Saved entries
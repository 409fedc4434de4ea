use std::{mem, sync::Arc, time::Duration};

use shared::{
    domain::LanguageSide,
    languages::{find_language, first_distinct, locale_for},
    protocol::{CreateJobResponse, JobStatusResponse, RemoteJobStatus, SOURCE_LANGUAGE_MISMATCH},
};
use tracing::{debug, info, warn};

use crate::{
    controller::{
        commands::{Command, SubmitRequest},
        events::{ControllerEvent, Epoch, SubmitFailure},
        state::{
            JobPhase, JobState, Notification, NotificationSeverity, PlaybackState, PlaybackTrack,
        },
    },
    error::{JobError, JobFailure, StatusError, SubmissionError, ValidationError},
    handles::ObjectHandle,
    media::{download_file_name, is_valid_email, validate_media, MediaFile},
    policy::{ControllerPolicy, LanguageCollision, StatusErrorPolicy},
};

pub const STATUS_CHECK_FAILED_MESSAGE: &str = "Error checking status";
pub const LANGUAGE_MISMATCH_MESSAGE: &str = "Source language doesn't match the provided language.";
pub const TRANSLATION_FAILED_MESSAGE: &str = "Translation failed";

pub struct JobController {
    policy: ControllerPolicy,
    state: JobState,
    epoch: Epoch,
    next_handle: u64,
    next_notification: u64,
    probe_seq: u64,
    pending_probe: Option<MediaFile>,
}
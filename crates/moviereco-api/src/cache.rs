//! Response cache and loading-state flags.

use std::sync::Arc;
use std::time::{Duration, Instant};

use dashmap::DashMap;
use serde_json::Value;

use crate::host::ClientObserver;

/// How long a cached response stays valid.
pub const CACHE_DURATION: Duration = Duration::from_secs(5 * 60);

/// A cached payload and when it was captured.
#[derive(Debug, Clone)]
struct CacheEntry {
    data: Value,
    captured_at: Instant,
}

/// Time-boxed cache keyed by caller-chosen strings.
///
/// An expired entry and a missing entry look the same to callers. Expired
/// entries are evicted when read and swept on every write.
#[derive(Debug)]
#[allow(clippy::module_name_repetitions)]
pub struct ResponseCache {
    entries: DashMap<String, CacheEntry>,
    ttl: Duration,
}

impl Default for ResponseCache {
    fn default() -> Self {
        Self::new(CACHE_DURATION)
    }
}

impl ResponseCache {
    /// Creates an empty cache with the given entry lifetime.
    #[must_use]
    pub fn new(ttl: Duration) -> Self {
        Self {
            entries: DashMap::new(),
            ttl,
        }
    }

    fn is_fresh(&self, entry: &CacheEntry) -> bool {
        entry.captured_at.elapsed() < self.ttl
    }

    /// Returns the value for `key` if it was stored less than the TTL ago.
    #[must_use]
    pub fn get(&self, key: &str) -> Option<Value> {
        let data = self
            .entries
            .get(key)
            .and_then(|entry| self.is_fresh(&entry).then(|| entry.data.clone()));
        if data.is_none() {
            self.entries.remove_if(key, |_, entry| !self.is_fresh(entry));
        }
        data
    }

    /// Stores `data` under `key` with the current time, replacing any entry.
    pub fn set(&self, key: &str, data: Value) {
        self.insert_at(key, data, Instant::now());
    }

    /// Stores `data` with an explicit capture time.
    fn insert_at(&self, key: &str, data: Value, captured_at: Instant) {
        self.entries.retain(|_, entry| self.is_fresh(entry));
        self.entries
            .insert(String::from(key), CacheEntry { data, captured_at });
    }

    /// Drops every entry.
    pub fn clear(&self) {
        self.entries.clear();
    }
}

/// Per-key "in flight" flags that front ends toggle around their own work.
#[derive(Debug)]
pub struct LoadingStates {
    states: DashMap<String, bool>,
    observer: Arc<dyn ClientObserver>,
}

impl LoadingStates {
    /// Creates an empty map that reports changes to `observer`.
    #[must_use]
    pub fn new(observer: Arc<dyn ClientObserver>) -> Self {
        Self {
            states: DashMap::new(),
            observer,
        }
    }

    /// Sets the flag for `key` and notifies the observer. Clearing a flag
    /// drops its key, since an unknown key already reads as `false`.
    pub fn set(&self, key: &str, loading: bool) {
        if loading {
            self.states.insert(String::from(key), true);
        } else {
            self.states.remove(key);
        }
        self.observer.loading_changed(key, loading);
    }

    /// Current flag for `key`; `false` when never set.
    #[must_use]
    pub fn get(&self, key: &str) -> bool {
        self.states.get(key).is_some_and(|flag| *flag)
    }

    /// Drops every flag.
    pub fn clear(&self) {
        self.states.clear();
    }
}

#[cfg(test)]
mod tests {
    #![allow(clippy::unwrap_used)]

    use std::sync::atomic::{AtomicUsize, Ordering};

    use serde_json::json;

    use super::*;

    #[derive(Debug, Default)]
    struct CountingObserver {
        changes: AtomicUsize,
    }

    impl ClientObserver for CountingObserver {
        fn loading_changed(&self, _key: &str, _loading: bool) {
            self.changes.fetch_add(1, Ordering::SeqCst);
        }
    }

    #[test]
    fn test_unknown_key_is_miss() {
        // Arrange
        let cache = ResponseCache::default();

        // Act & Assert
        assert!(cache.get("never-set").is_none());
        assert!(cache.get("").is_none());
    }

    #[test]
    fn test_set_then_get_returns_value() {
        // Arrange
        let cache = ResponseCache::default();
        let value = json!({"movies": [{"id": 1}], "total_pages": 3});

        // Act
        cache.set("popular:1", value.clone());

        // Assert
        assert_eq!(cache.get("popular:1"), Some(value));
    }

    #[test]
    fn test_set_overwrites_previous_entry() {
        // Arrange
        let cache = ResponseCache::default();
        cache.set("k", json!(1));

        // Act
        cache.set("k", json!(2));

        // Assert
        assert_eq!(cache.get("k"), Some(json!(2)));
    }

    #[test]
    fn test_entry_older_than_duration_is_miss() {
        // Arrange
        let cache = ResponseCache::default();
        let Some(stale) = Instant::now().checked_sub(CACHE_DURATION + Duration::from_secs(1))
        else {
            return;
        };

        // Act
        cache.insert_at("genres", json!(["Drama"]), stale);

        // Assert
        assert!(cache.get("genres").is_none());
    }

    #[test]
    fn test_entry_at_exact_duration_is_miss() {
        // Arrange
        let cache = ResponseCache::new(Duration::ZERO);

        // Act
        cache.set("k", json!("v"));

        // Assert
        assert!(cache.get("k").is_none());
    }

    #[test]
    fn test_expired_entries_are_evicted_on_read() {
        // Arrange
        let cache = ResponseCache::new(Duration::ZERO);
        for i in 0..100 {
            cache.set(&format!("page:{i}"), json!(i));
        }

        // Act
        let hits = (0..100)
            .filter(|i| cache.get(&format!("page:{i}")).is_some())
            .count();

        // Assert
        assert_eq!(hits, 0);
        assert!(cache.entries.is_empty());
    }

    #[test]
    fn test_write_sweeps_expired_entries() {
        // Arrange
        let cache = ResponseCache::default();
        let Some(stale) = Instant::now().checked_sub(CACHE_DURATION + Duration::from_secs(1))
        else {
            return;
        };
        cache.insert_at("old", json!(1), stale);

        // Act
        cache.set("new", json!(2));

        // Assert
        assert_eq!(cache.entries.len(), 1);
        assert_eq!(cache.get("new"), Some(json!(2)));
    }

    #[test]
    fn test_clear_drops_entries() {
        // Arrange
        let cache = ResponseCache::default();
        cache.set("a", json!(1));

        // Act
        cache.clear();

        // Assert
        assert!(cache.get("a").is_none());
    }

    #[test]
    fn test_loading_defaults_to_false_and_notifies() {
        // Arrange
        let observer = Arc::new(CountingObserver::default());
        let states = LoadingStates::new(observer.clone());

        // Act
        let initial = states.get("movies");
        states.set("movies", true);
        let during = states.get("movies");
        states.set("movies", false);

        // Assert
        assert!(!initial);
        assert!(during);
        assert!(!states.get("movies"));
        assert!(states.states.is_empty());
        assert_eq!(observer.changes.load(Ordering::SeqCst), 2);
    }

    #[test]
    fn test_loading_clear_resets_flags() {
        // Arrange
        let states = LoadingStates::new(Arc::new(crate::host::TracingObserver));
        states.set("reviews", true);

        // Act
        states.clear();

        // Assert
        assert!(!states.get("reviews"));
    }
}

Task directions = Determine how many of the lines above include the word "impl", then give that number and nothing else.

Solution below = 4